• [Exercise details]
What lines in the listing include "apply"? Return a copy of each.

━━━━━━━━━━━━━━━━

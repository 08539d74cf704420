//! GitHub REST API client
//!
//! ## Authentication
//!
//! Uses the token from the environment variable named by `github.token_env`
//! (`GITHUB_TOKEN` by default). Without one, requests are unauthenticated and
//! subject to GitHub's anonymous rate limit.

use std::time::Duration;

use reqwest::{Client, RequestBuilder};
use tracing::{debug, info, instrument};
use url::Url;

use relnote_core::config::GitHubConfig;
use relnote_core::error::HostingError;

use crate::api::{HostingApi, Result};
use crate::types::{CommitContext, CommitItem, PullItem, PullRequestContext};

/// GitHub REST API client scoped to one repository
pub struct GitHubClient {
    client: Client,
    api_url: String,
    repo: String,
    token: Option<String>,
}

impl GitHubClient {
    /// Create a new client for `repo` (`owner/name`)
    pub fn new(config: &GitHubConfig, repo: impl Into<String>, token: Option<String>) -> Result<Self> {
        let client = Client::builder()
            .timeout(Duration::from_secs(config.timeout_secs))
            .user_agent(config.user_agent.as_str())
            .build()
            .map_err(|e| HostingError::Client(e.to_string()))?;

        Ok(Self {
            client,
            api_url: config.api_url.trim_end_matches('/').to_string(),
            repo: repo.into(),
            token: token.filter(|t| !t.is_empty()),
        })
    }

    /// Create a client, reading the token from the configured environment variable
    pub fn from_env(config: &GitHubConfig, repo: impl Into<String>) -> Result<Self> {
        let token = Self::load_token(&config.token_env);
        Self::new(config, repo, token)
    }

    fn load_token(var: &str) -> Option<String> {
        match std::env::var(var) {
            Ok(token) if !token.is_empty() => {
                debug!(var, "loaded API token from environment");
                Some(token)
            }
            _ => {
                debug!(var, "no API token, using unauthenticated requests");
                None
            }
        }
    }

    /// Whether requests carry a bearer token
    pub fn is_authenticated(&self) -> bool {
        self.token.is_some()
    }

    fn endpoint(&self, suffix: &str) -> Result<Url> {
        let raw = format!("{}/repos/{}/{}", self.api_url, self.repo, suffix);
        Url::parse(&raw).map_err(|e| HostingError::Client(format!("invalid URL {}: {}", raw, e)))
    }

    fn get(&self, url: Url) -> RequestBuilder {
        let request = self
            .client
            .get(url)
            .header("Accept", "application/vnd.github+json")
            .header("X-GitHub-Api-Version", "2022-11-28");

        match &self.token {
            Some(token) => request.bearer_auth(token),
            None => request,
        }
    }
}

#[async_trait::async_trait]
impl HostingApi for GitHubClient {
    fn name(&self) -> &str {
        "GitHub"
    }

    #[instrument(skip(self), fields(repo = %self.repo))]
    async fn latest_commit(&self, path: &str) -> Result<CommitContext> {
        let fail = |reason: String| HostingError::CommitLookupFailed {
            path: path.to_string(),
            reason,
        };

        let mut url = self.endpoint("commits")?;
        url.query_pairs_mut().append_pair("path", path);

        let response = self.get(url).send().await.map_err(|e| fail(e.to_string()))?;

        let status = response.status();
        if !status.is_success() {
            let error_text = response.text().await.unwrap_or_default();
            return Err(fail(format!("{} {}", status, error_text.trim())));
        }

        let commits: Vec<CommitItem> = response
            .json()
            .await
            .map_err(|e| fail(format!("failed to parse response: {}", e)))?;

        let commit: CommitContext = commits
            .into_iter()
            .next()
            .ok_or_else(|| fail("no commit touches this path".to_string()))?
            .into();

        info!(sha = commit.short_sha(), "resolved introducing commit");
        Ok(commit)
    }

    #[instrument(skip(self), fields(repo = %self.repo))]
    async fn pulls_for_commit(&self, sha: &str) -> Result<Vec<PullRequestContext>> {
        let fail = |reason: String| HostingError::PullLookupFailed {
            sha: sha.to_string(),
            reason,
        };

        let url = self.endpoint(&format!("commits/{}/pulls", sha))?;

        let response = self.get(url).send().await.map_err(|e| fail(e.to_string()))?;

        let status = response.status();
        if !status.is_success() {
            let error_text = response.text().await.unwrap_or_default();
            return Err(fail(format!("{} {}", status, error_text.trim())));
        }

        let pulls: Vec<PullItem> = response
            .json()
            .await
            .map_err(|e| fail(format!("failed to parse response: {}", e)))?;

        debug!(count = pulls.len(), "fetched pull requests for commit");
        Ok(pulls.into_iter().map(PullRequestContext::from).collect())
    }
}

━━━━━━━━━━━━━━━━

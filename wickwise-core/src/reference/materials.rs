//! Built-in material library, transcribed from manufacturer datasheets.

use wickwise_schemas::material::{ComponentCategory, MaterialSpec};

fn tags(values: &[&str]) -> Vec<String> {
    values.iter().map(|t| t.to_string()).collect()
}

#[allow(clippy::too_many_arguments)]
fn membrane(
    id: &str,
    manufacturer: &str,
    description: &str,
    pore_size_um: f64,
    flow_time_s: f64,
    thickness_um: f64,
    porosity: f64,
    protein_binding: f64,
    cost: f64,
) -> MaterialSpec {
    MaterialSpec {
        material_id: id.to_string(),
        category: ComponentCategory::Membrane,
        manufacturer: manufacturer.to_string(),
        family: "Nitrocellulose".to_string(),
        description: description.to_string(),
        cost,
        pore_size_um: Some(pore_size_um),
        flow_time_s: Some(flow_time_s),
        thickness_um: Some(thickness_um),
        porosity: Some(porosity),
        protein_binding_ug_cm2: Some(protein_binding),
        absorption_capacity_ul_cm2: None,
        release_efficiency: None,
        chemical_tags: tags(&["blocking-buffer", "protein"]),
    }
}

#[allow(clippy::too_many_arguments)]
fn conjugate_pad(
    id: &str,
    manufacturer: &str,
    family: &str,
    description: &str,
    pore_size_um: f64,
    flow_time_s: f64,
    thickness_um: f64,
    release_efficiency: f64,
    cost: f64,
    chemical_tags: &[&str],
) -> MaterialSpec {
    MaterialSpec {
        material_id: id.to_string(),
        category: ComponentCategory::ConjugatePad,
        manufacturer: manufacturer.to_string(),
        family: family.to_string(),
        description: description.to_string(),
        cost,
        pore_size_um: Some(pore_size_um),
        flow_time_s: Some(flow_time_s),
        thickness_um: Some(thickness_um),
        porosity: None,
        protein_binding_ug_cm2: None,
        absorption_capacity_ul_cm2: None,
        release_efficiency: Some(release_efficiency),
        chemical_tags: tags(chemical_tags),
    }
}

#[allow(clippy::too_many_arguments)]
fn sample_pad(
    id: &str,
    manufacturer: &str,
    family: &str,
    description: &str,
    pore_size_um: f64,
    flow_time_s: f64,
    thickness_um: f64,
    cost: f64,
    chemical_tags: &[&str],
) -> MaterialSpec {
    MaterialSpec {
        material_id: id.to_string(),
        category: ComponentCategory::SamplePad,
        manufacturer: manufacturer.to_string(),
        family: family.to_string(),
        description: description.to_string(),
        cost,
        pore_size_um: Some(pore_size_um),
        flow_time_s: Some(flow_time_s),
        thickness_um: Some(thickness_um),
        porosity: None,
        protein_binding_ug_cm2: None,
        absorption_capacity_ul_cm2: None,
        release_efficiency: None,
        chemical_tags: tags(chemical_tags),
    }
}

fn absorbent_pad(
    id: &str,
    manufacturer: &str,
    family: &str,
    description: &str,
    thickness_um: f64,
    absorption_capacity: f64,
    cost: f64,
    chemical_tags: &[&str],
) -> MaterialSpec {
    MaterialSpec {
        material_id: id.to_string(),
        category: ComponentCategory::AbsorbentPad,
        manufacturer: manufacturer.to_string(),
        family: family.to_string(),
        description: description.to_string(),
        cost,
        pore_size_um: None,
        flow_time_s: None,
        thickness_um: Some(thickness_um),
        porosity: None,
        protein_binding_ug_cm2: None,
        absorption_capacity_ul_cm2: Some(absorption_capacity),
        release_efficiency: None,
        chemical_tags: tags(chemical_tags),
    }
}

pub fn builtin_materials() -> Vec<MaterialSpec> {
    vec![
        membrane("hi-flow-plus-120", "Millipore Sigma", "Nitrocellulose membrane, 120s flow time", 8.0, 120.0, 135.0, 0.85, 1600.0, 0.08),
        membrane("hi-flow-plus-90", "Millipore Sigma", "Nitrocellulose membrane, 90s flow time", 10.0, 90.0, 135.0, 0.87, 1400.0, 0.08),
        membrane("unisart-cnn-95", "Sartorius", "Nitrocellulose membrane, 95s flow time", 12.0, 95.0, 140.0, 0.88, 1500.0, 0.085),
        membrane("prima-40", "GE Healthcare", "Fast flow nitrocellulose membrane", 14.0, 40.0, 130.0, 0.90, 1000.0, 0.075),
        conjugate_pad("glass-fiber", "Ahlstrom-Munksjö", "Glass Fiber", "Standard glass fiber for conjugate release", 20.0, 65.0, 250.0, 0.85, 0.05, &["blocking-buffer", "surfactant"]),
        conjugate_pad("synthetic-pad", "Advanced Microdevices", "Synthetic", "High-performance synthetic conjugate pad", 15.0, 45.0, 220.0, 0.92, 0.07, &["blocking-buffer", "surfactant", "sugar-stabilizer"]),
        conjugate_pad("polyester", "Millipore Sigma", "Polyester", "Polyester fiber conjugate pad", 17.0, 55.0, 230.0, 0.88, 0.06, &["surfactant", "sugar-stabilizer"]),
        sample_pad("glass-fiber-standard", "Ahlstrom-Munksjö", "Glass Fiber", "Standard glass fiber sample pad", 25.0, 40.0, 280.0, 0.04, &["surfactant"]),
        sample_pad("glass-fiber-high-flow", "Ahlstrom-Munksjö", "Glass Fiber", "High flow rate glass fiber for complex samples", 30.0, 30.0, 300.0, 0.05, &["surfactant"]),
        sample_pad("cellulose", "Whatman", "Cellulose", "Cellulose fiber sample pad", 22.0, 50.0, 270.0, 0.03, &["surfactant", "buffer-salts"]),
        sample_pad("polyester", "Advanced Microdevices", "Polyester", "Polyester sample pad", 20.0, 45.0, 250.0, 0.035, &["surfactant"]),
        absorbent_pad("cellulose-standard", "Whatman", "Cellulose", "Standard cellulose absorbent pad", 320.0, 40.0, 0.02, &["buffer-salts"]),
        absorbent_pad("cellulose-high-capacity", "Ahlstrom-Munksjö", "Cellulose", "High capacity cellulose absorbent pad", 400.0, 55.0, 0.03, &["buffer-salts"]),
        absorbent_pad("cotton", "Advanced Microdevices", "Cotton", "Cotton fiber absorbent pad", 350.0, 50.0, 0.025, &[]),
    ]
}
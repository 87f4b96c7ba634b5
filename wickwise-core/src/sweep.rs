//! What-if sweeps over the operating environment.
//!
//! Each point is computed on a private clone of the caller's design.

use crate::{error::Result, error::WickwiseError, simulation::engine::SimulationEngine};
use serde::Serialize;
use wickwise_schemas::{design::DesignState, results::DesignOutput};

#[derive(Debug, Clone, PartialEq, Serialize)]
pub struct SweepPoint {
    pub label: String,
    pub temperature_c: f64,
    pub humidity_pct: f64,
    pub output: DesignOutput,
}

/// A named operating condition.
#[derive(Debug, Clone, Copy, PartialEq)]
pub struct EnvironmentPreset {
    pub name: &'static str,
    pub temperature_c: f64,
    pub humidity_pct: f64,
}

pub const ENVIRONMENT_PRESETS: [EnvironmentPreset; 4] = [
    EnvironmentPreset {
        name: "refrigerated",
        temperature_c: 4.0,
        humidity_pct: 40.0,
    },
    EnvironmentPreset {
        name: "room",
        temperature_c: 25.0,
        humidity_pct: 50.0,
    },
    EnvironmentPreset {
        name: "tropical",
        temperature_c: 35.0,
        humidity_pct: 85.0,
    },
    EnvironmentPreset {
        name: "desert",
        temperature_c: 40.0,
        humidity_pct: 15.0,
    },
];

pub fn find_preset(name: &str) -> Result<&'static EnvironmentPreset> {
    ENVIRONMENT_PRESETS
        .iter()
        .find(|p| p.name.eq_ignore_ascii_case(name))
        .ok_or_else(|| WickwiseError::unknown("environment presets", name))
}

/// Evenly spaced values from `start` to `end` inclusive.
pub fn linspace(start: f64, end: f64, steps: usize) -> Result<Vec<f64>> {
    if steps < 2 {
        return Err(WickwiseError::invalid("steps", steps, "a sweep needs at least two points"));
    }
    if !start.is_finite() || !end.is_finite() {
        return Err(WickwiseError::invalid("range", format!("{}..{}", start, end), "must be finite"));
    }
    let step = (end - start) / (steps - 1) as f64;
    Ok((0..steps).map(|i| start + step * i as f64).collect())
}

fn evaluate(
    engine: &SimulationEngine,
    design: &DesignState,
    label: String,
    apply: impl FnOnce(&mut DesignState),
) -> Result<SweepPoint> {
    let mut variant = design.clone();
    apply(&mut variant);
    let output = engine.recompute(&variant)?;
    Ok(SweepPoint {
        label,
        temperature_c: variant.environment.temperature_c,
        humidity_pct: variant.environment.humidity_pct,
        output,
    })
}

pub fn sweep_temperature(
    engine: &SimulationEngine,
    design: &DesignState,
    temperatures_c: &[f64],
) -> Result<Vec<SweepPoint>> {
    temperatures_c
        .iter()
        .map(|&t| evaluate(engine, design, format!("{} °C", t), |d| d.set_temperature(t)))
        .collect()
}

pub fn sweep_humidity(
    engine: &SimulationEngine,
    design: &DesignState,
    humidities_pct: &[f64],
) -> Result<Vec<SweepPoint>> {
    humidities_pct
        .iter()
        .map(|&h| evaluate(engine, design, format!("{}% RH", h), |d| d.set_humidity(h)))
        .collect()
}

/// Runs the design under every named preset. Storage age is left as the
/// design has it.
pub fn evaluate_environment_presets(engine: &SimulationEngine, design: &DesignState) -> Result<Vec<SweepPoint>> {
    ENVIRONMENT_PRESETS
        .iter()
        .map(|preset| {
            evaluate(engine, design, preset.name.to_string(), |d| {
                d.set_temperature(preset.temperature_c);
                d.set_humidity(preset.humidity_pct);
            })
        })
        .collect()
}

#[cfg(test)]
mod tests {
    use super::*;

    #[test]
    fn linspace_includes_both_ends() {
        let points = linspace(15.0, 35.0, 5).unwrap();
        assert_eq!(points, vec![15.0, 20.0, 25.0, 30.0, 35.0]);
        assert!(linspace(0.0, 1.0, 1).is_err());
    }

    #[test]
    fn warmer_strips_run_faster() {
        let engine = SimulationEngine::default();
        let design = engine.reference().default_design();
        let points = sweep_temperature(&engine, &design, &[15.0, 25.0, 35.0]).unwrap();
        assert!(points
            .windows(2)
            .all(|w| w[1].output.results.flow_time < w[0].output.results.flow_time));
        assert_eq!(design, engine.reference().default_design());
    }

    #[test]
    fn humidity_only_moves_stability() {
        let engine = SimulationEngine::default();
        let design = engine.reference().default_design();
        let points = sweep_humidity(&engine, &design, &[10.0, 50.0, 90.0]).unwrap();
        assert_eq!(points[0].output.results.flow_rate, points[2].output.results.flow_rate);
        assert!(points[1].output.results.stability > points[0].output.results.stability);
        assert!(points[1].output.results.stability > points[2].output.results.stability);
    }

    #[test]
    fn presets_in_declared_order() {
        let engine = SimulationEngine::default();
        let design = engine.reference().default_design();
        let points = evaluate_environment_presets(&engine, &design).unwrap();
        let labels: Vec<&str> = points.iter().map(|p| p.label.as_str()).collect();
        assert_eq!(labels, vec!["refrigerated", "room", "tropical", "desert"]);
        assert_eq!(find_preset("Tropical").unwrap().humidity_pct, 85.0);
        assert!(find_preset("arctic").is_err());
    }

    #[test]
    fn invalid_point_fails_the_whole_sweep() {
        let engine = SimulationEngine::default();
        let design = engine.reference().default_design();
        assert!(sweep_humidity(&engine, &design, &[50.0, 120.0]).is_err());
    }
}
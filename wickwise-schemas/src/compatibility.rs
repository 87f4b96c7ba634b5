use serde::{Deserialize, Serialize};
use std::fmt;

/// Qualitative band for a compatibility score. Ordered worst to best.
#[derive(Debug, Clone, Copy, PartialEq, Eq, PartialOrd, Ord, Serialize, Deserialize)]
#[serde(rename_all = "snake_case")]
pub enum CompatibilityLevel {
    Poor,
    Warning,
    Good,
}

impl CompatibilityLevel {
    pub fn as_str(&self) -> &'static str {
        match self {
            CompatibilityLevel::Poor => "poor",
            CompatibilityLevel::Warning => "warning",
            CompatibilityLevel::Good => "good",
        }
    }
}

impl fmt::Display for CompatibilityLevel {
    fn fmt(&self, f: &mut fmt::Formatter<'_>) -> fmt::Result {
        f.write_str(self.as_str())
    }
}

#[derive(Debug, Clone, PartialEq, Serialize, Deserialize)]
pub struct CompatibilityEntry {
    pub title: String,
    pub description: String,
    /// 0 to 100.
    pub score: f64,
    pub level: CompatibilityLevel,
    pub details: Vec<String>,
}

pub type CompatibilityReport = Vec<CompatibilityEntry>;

━━━━━━━━━━━━━━━━

• [Response area]
    apply: impl FnOnce(&mut DesignState),
    apply(&mut variant);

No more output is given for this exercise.